Australian Langshan are a utility breed, bred for their egg laying ability and the table.
They also make excellent exhibition birds, are not difficult to prepare for show and most need very little pen training. I find them to be elegant, chatty, friendly and inquisitive fowl that seem to enjoy being handled and judged.
Langshan are sometimes described as a bird of V’s, however, the outline of the bird should flow neatly from one part to the next. The tail should be carried ‘gradually upwards and outwards to an angle of not more than 35 degrees’ (APS2) but this does not mean the tail should be at 35 degrees, just not above 35 degrees. The comb should not follow the line of the neck but leave the head with the lower edge of the blade in line with the top of the beak. The stance of the bird is with the hocks slightly bent and a V shaped appearance to the undercarriage. The shanks should be feathered on the outer side to the tips of the outer toe. Leg colour is blue-black in young black birds and the leg colour can lighten as the birds mature. Soles of the feet are pinkish white with white toenails.

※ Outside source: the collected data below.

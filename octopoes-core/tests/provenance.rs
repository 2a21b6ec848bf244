mod support;

use octopoes_core::repositories::OriginFilter;
use octopoes_model::{OriginType, ScanProfile};
use support::{DnsFixture, TestEngine, valid_time};
use uuid::Uuid;

async fn observed(engine: &mut TestEngine, fixture: &DnsFixture) -> Uuid {
    engine
        .declare(&[fixture.network.clone(), fixture.hostname.clone()])
        .await;
    let task_id = Uuid::new_v4();
    let service = engine.service();
    service
        .save_observation(
            fixture.hostname.reference(),
            "kat_dns",
            task_id,
            &[fixture.address.clone(), fixture.record.clone()],
            valid_time(),
        )
        .await
        .expect("observation should be accepted");
    service.commit().await.expect("commit should succeed");
    engine.settle().await;
    task_id
}

#[tokio::test]
async fn observed_objects_get_profiles_and_origins() {
    let mut engine = TestEngine::without_bits();
    let fixture = DnsFixture::new();
    let task_id = observed(&mut engine, &fixture).await;

    assert!(engine.exists(&fixture.record.reference()).await);
    assert_eq!(
        engine.profile(&fixture.record.reference()).await,
        ScanProfile::empty(fixture.record.reference())
    );

    let origins = engine
        .service()
        .list_origins(&OriginFilter::new().task_id(task_id), valid_time())
        .await
        .expect("origins should list");
    assert_eq!(origins.len(), 1);
    assert_eq!(origins[0].origin_type, OriginType::Observation);
    assert_eq!(origins[0].result.len(), 2);
}

#[tokio::test]
async fn dropped_results_are_deleted_when_nothing_else_produces_them() {
    let mut engine = TestEngine::without_bits();
    let fixture = DnsFixture::new();
    observed(&mut engine, &fixture).await;

    let service = engine.service();
    service
        .save_observation(
            fixture.hostname.reference(),
            "kat_dns",
            Uuid::new_v4(),
            &[fixture.address.clone()],
            valid_time(),
        )
        .await
        .expect("observation should be accepted");
    service.commit().await.expect("commit should succeed");
    engine.settle().await;

    assert!(!engine.exists(&fixture.record.reference()).await);
    assert!(engine.exists(&fixture.address.reference()).await);
}

#[tokio::test]
async fn declared_objects_survive_losing_an_observation() {
    let mut engine = TestEngine::without_bits();
    let fixture = DnsFixture::new();
    observed(&mut engine, &fixture).await;
    engine.declare(&[fixture.record.clone()]).await;

    let service = engine.service();
    service
        .save_observation(
            fixture.hostname.reference(),
            "kat_dns",
            Uuid::new_v4(),
            &[],
            valid_time(),
        )
        .await
        .expect("empty observation should be accepted");
    service.commit().await.expect("commit should succeed");
    engine.settle().await;

    assert!(engine.exists(&fixture.record.reference()).await);
    assert!(!engine.exists(&fixture.address.reference()).await);
    let observations = engine
        .service()
        .list_origins(
            &OriginFilter::new().origin_type(OriginType::Observation),
            valid_time(),
        )
        .await
        .expect("origins should list");
    assert!(observations.is_empty(), "empty observations are pruned");
}

#[tokio::test]
async fn affirmations_alone_do_not_keep_objects_alive() {
    let mut engine = TestEngine::without_bits();
    let fixture = DnsFixture::new();
    observed(&mut engine, &fixture).await;

    let service = engine.service();
    service
        .save_affirmation(fixture.address.clone(), "ip-normalizer", valid_time())
        .await
        .expect("affirmation should be accepted");
    service.commit().await.expect("commit should succeed");
    engine.settle().await;

    let service = engine.service();
    service
        .save_observation(
            fixture.hostname.reference(),
            "kat_dns",
            Uuid::new_v4(),
            &[fixture.record.clone()],
            valid_time(),
        )
        .await
        .expect("observation should be accepted");
    service.commit().await.expect("commit should succeed");
    engine.settle().await;

    assert!(!engine.exists(&fixture.address.reference()).await);
    let affirmations = engine
        .service()
        .list_origins(
            &OriginFilter::new().origin_type(OriginType::Affirmation),
            valid_time(),
        )
        .await
        .expect("origins should list");
    assert!(affirmations.is_empty());
}

#[tokio::test]
async fn deleting_an_object_cascades_to_what_it_produced() {
    let mut engine = TestEngine::without_bits();
    let fixture = DnsFixture::new();
    observed(&mut engine, &fixture).await;

    let service = engine.service();
    service
        .delete_ooi(&fixture.hostname.reference(), valid_time())
        .await
        .expect("delete should be queued");
    service.commit().await.expect("commit should succeed");
    engine.settle().await;

    for reference in [
        fixture.hostname.reference(),
        fixture.address.reference(),
        fixture.record.reference(),
    ] {
        assert!(!engine.exists(&reference).await, "{reference} should be gone");
    }
    assert!(engine.exists(&fixture.network.reference()).await);

    let leftovers = engine
        .service()
        .list_origins(
            &OriginFilter::new().source(fixture.hostname.reference()),
            valid_time(),
        )
        .await
        .expect("origins should list");
    assert!(leftovers.is_empty());
    let profile = engine
        .service()
        .repositories()
        .scan_profiles
        .get(&fixture.hostname.reference(), valid_time())
        .await;
    assert!(profile.is_err_and(|err| err.is_not_found()));
}

#[tokio::test]
async fn repeated_observations_only_refresh_the_task() {
    let mut engine = TestEngine::without_bits();
    let fixture = DnsFixture::new();
    observed(&mut engine, &fixture).await;

    let rerun = Uuid::new_v4();
    let service = engine.service();
    service
        .save_observation(
            fixture.hostname.reference(),
            "kat_dns",
            rerun,
            &[fixture.record.clone(), fixture.address.clone()],
            valid_time(),
        )
        .await
        .expect("observation should be accepted");
    service.commit().await.expect("commit should succeed");
    assert!(engine.drain().is_empty(), "a task id bump is not a graph change");

    let origins = engine
        .service()
        .list_origins(&OriginFilter::new().task_id(rerun), valid_time())
        .await
        .expect("origins should list");
    assert_eq!(origins.len(), 1);
}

According to the Langshan Breed Handbook (2010) the Australian Langshan was bred from crosses of Croad Langshan, Modern Langshan, old type Cook Orpington and later, some selected birds from progeny of Mr Wakfer’s Chinese Langshan.
The Australian Langshan is very different in appearance today from the Chinese Langshan imported in 1905 from China’s Langshan Province by Mr C Wakfer.
Mr R H Boardman writes in the Langshan Breed Handbook (1962) “I can well remember seeing these, and their progeny, not at all striking, but just common black fowls with feathery legs”.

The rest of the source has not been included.